══ Recorded data

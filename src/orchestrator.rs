//! Outermost session lifecycle: discovery → bind → service → restart.
//!
//! Creates a fresh [`PubSub`] and fresh instances of every other component
//! for each session (§4.6). No component survives a restart — the whole
//! pipeline is torn down and rebuilt, trading a few milliseconds of startup
//! cost for a total absence of stale-state bugs across sessions (§9).

use crate::config::ProxyConfig;
use crate::pubsub::PubSub;
use crate::shutdown::{Shutdown, ShutdownHandle};
use crate::telnet_proxy::TelnetProxy;
use crate::udp_relay::{BoilerRelay, GatewayRelay};
use std::time::Duration;
use tracing::{error, info, warn};

const SYSTEM_CHANNEL: &str = "system";
const RESTART_REQUESTED: &str = "RESTART_REQUESTED";

/// Delay between a clean session end and starting the next one.
const RESTART_DELAY: Duration = Duration::from_millis(500);
/// Longer backoff after a session failed to even start (e.g. bind/connect
/// failure), so a persistently failing environment does not spin tightly.
const SETUP_FAILURE_BACKOFF: Duration = Duration::from_secs(5);
/// Bound on how long teardown waits for each worker task to join.
const WORKER_JOIN_BUDGET: Duration = Duration::from_secs(3);

pub struct Orchestrator {
    config: ProxyConfig,
}

impl Orchestrator {
    pub fn new(config: ProxyConfig) -> Self {
        Orchestrator { config }
    }

    /// Runs sessions back-to-back until `external_shutdown` is requested.
    pub async fn run(&self, mut external_shutdown: ShutdownHandle) {
        loop {
            if external_shutdown.is_requested() {
                info!("orchestrator: external shutdown requested, not starting a new session");
                return;
            }
            match self.run_session(external_shutdown.clone()).await {
                Ok(()) => {
                    tokio::time::sleep(RESTART_DELAY).await;
                }
                Err(e) => {
                    error!(error = %e, "session setup failed, backing off before retry");
                    tokio::time::sleep(SETUP_FAILURE_BACKOFF).await;
                }
            }
        }
    }

    /// Runs one full session: fresh bus, fresh components, until a restart
    /// is requested (by a component or by `external_shutdown`), then tears
    /// everything down. Returns once teardown is complete.
    async fn run_session(&self, mut external_shutdown: ShutdownHandle) -> Result<(), SessionSetupError> {
        let bus = PubSub::new(crate::pubsub::DEFAULT_QUEUE_CAPACITY);
        let (session_shutdown, session_handle) = Shutdown::new();
        // Every component watches the merge of the two signals: an external
        // shutdown must interrupt a component at any phase (including while
        // still discovering peers), and a session-local teardown must stop
        // the relays without tearing down the process.
        let shutdown_handle = Shutdown::merge(external_shutdown.clone(), session_handle);
        let mut system_sub = bus.subscribe(SYSTEM_CHANNEL, "orchestrator");

        // Startup order: boiler-side relay, then gateway-side relay, then
        // TelnetProxy (§4.6) — the boiler side must subscribe to
        // `bootstrap` before the gateway side can possibly publish to it.
        let boiler_relay = BoilerRelay::new(bus.clone(), self.config.network.clone());
        let boiler_handle = shutdown_handle.clone();
        let boiler_task = tokio::spawn(async move { boiler_relay.run(boiler_handle).await });

        let gateway_relay = GatewayRelay::new(bus.clone(), self.config.network.clone());
        let gateway_handle = shutdown_handle.clone();
        let gateway_task = tokio::spawn(async move { gateway_relay.run(gateway_handle).await });

        let telnet_proxy = TelnetProxy::new(
            bus.clone(),
            self.config.network.clone(),
            self.config.analyser.clone(),
        );
        let mut discover_handle = shutdown_handle.clone();
        let Some((boiler_addr, reconnect_sub)) = telnet_proxy.discover(&mut discover_handle).await else {
            info!("telnet proxy discovery aborted by shutdown");
            session_shutdown.request();
            join_all(boiler_task, gateway_task).await;
            return Ok(());
        };

        let mut accept_handle = shutdown_handle.clone();
        let accepted = telnet_proxy
            .bind_listen_accept(&mut accept_handle)
            .await
            .map_err(SessionSetupError::Telnet)?;
        let Some((igw_stream, aux_stream)) = accepted else {
            session_shutdown.request();
            join_all(boiler_task, gateway_task).await;
            return Ok(());
        };

        let boiler_stream = telnet_proxy
            .connect(boiler_addr)
            .await
            .map_err(SessionSetupError::Telnet)?;

        let telnet_handle = shutdown_handle.clone();
        let telnet_task = tokio::spawn(async move {
            telnet_proxy
                .service(igw_stream, aux_stream, boiler_stream, reconnect_sub, telnet_handle)
                .await
        });

        // Wait for either a RESTART_REQUESTED on `system` or the external
        // shutdown signal. A component-detected session end (TelnetProxy
        // exiting its loop) reaches here only via its own RESTART_REQUESTED
        // publication, which happens before the task returns.
        tokio::select! {
            biased;
            () = external_shutdown.requested() => {
                info!("orchestrator: external shutdown during active session");
            }
            msg = system_sub.recv() => {
                match msg {
                    Ok(m) if m == RESTART_REQUESTED => {
                        info!("session ended, restart requested");
                    }
                    Ok(other) => {
                        warn!(message = %other, "unexpected message on system channel");
                    }
                    Err(_) => {
                        warn!("system channel closed unexpectedly");
                    }
                }
            }
        }

        // Teardown order is the exact reverse of startup: TelnetProxy
        // first, then gateway-side relay, then boiler-side relay (§4.6).
        session_shutdown.request();
        join_with_budget("telnet proxy", telnet_task).await;
        join_with_budget("gateway relay", gateway_task).await;
        join_with_budget("boiler relay", boiler_task).await;

        Ok(())
    }
}

#[derive(Debug, thiserror::Error)]
enum SessionSetupError {
    #[error("telnet proxy setup failed: {0}")]
    Telnet(#[from] crate::telnet_proxy::TelnetProxyError),
}

/// Waits up to [`WORKER_JOIN_BUDGET`] for a worker to join; logs (but does
/// not panic on) a worker that fails to exit within the budget and proceeds
/// regardless, per the teardown protocol in §4.6.
async fn join_with_budget<T: Send + 'static>(name: &str, task: tokio::task::JoinHandle<T>) {
    match tokio::time::timeout(WORKER_JOIN_BUDGET, task).await {
        Ok(Ok(_)) => {}
        Ok(Err(e)) => warn!(worker = name, error = %e, "worker task panicked"),
        Err(_) => warn!(worker = name, "worker did not exit within the teardown budget"),
    }
}

/// Used when discovery/accept is aborted by shutdown before the TelnetProxy
/// task itself was ever spawned — only the two relays need joining.
async fn join_all<A: Send + 'static, B: Send + 'static>(
    a: tokio::task::JoinHandle<A>,
    b: tokio::task::JoinHandle<B>,
) {
    join_with_budget("gateway relay", a).await;
    join_with_budget("boiler relay", b).await;
}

════

The records need to be set down again without a single difference.

filename src/orchestrator.rs
//! Outermost session lifecycle: discovery → bind → service → restart.
//!
//! Creates a fresh [`PubSub`] and fresh instances of every other component
//! for each session (§4.6). No component survives a restart — the whole
//! pipeline is torn down and rebuilt, trading a few milliseconds of startup
//! cost for a total absence of stale-state bugs across sessions (§9).

use crate::config::ProxyConfig;
use crate::pubsub::PubSub;
use crate::shutdown::{Shutdown, ShutdownHandle};
use crate::telnet_proxy::TelnetProxy;
use crate::udp_relay::{BoilerRelay, GatewayRelay};
use std::time::Duration;
use tracing::{error, info, warn};

const SYSTEM_CHANNEL: &str = "system";
const RESTART_REQUESTED: &str = "RESTART_REQUESTED";

/// Delay between a clean session end and starting the next one.
const RESTART_DELAY: Duration = Duration::from_millis(500);
/// Longer backoff after a session failed to even start (e.g. bind/connect
/// failure), so a persistently failing environment does not spin tightly.
const SETUP_FAILURE_BACKOFF: Duration = Duration::from_secs(5);
/// Bound on how long teardown waits for each worker task to join.
const WORKER_JOIN_BUDGET: Duration = Duration::from_secs(3);

pub struct Orchestrator {
    config: ProxyConfig,
}

impl Orchestrator {
    pub fn new(config: ProxyConfig) -> Self {
        Orchestrator { config }
    }

    /// Runs sessions back-to-back until `external_shutdown` is requested.
    pub async fn run(&self, mut external_shutdown: ShutdownHandle) {
        loop {
            if external_shutdown.is_requested() {
                info!("orchestrator: external shutdown requested, not starting a new session");
                return;
            }
            match self.run_session(external_shutdown.clone()).await {
                Ok(()) => {
                    tokio::time::sleep(RESTART_DELAY).await;
                }
                Err(e) => {
                    error!(error = %e, "session setup failed, backing off before retry");
                    tokio::time::sleep(SETUP_FAILURE_BACKOFF).await;
                }
            }
        }
    }

    /// Runs one full session: fresh bus, fresh components, until a restart
    /// is requested (by a component or by `external_shutdown`), then tears
    /// everything down. Returns once teardown is complete.
    async fn run_session(&self, mut external_shutdown: ShutdownHandle) -> Result<(), SessionSetupError> {
        let bus = PubSub::new(crate::pubsub::DEFAULT_QUEUE_CAPACITY);
        let (session_shutdown, session_handle) = Shutdown::new();
        // Every component watches the merge of the two signals: an external
        // shutdown must interrupt a component at any phase (including while
        // still discovering peers), and a session-local teardown must stop
        // the relays without tearing down the process.
        let shutdown_handle = Shutdown::merge(external_shutdown.clone(), session_handle);
        let mut system_sub = bus.subscribe(SYSTEM_CHANNEL, "orchestrator");

        // Startup order: boiler-side relay, then gateway-side relay, then
        // TelnetProxy (§4.6) — the boiler side must subscribe to
        // `bootstrap` before the gateway side can possibly publish to it.
        let boiler_relay = BoilerRelay::new(bus.clone(), self.config.network.clone());
        let boiler_handle = shutdown_handle.clone();
        let boiler_task = tokio::spawn(async move { boiler_relay.run(boiler_handle).await });

        let gateway_relay = GatewayRelay::new(bus.clone(), self.config.network.clone());
        let gateway_handle = shutdown_handle.clone();
        let gateway_task = tokio::spawn(async move { gateway_relay.run(gateway_handle).await });

        let telnet_proxy = TelnetProxy::new(
            bus.clone(),
            self.config.network.clone(),
            self.config.analyser.clone(),
        );
        let mut discover_handle = shutdown_handle.clone();
        let Some((boiler_addr, reconnect_sub)) = telnet_proxy.discover(&mut discover_handle).await else {
            info!("telnet proxy discovery aborted by shutdown");
            session_shutdown.request();
            join_all(boiler_task, gateway_task).await;
            return Ok(());
        };

        let mut accept_handle = shutdown_handle.clone();
        let accepted = telnet_proxy
            .bind_listen_accept(&mut accept_handle)
            .await
            .map_err(SessionSetupError::Telnet)?;
        let Some((igw_stream, aux_stream)) = accepted else {
            session_shutdown.request();
            join_all(boiler_task, gateway_task).await;
            return Ok(());
        };

        let boiler_stream = telnet_proxy
            .connect(boiler_addr)
            .await
            .map_err(SessionSetupError::Telnet)?;

        let telnet_handle = shutdown_handle.clone();
        let telnet_task = tokio::spawn(async move {
            telnet_proxy
                .service(igw_stream, aux_stream, boiler_stream, reconnect_sub, telnet_handle)
                .await
        });

        // Wait for either a RESTART_REQUESTED on `system` or the external
        // shutdown signal. A component-detected session end (TelnetProxy
        // exiting its loop) reaches here only via its own RESTART_REQUESTED
        // publication, which happens before the task returns.
        tokio::select! {
            biased;
            () = external_shutdown.requested() => {
                info!("orchestrator: external shutdown during active session");
            }
            msg = system_sub.recv() => {
                match msg {
                    Ok(m) if m == RESTART_REQUESTED => {
                        info!("session ended, restart requested");
                    }
                    Ok(other) => {
                        warn!(message = %other, "unexpected message on system channel");
                    }
                    Err(_) => {
                        warn!("system channel closed unexpectedly");
                    }
                }
            }
        }

        // Teardown order is the exact reverse of startup: TelnetProxy
        // first, then gateway-side relay, then boiler-side relay (§4.6).
        session_shutdown.request();
        join_with_budget("telnet proxy", telnet_task).await;
        join_with_budget("gateway relay", gateway_task).await;
        join_with_budget("boiler relay", boiler_task).await;

        Ok(())
    }
}

#[derive(Debug, thiserror::Error)]
enum SessionSetupError {
    #[error("telnet proxy setup failed: {0}")]
    Telnet(#[from] crate::telnet_proxy::TelnetProxyError),
}

/// Waits up to [`WORKER_JOIN_BUDGET`] for a worker to join; logs (but does
/// not panic on) a worker that fails to exit within the budget and proceeds
/// regardless, per the teardown protocol in §4.6.
async fn join_with_budget<T: Send + 'static>(name: &str, task: tokio::task::JoinHandle<T>) {
    match tokio::time::timeout(WORKER_JOIN_BUDGET, task).await {
        Ok(Ok(_)) => {}
        Ok(Err(e)) => warn!(worker = name, error = %e, "worker task panicked"),
        Err(_) => warn!(worker = name, "worker did not exit within the teardown budget"),
    }
}

/// Used when discovery/accept is aborted by shutdown before the TelnetProxy
/// task itself was ever spawned — only the two relays need joining.
async fn join_all<A: Send + 'static, B: Send + 'static>(
    a: tokio::task::JoinHandle<A>,
    b: tokio::task::JoinHandle<B>,
) {
    join_with_budget("gateway relay", a).await;
    join_with_budget("boiler relay", b).await;
}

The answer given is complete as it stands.